**Work required:** Your answer should consist of every line from the records that holds the string "send".

**Exercise material:**
'''
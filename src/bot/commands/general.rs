//! General Discord commands - ping, help and server address.
//! These commands don't touch the ticket store.

// Inner module to suppress missing_docs warnings for poise macro-generated code
mod inner {
    #![allow(missing_docs)]

    use crate::{bot::Context, errors::Result};
    use poise::serenity_prelude as serenity;
    use std::time::Instant;

    /// Checks that the bot is responsive and shows the round-trip time.
    #[poise::command(slash_command)]
    pub async fn ping(ctx: Context<'_>) -> Result<()> {
        let started = Instant::now();
        let reply = ctx.say("🏓 Pong!").await?;
        let elapsed = started.elapsed().as_millis();
        reply
            .edit(
                ctx,
                poise::CreateReply::default().content(format!("🏓 Pong! `{elapsed}ms`")),
            )
            .await?;
        Ok(())
    }

    /// Displays help information about available commands.
    #[poise::command(slash_command)]
    pub async fn help(ctx: Context<'_>) -> Result<()> {
        let brand = &ctx.data().settings.brand;
        let embed = serenity::CreateEmbed::new()
            .title(format!("❓ {brand} Support Help"))
            .description("Here is a summary of the available commands.")
            .color(0x0058_65F2)
            .field(
                "🎫 Tickets",
                "• `/ticket open <category> <description>` - Opens a private support ticket.\n\
                 • `/ticket close` - Closes the ticket of the current channel.\n\
                 • `/ticket setup` - Posts the ticket panel (staff).",
                false,
            )
            .field(
                "📊 Dashboard (staff)",
                "• `/dashboard general` - Totals, satisfaction and recent tickets.\n\
                 • `/dashboard staff` - Staff ranking.\n\
                 • `/dashboard categories` - Tickets per category.",
                false,
            )
            .field(
                "🔧 Utility",
                "• `/ip` - Shows the server address.\n\
                 • `/ping` - Checks if the bot is responsive.\n\
                 • `/help` - Shows this help message.",
                false,
            );

        ctx.send(poise::CreateReply::default().embed(embed).ephemeral(true))
            .await?;
        Ok(())
    }

    /// Shows the game server address.
    #[poise::command(slash_command)]
    pub async fn ip(ctx: Context<'_>) -> Result<()> {
        let settings = &ctx.data().settings;
        let embed = serenity::CreateEmbed::new()
            .title(format!("🌐 {}", settings.brand))
            .description(format!("Server address: `{}`", settings.server_address))
            .color(0x002E_CC71);
        ctx.send(poise::CreateReply::default().embed(embed)).await?;
        Ok(())
    }
}

// Re-export all commands
pub use inner::*;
'''
**Output of the exercise:**
        ctx.send(poise::CreateReply::default().embed(embed).ephemeral(true))
        ctx.send(poise::CreateReply::default().embed(embed)).await?;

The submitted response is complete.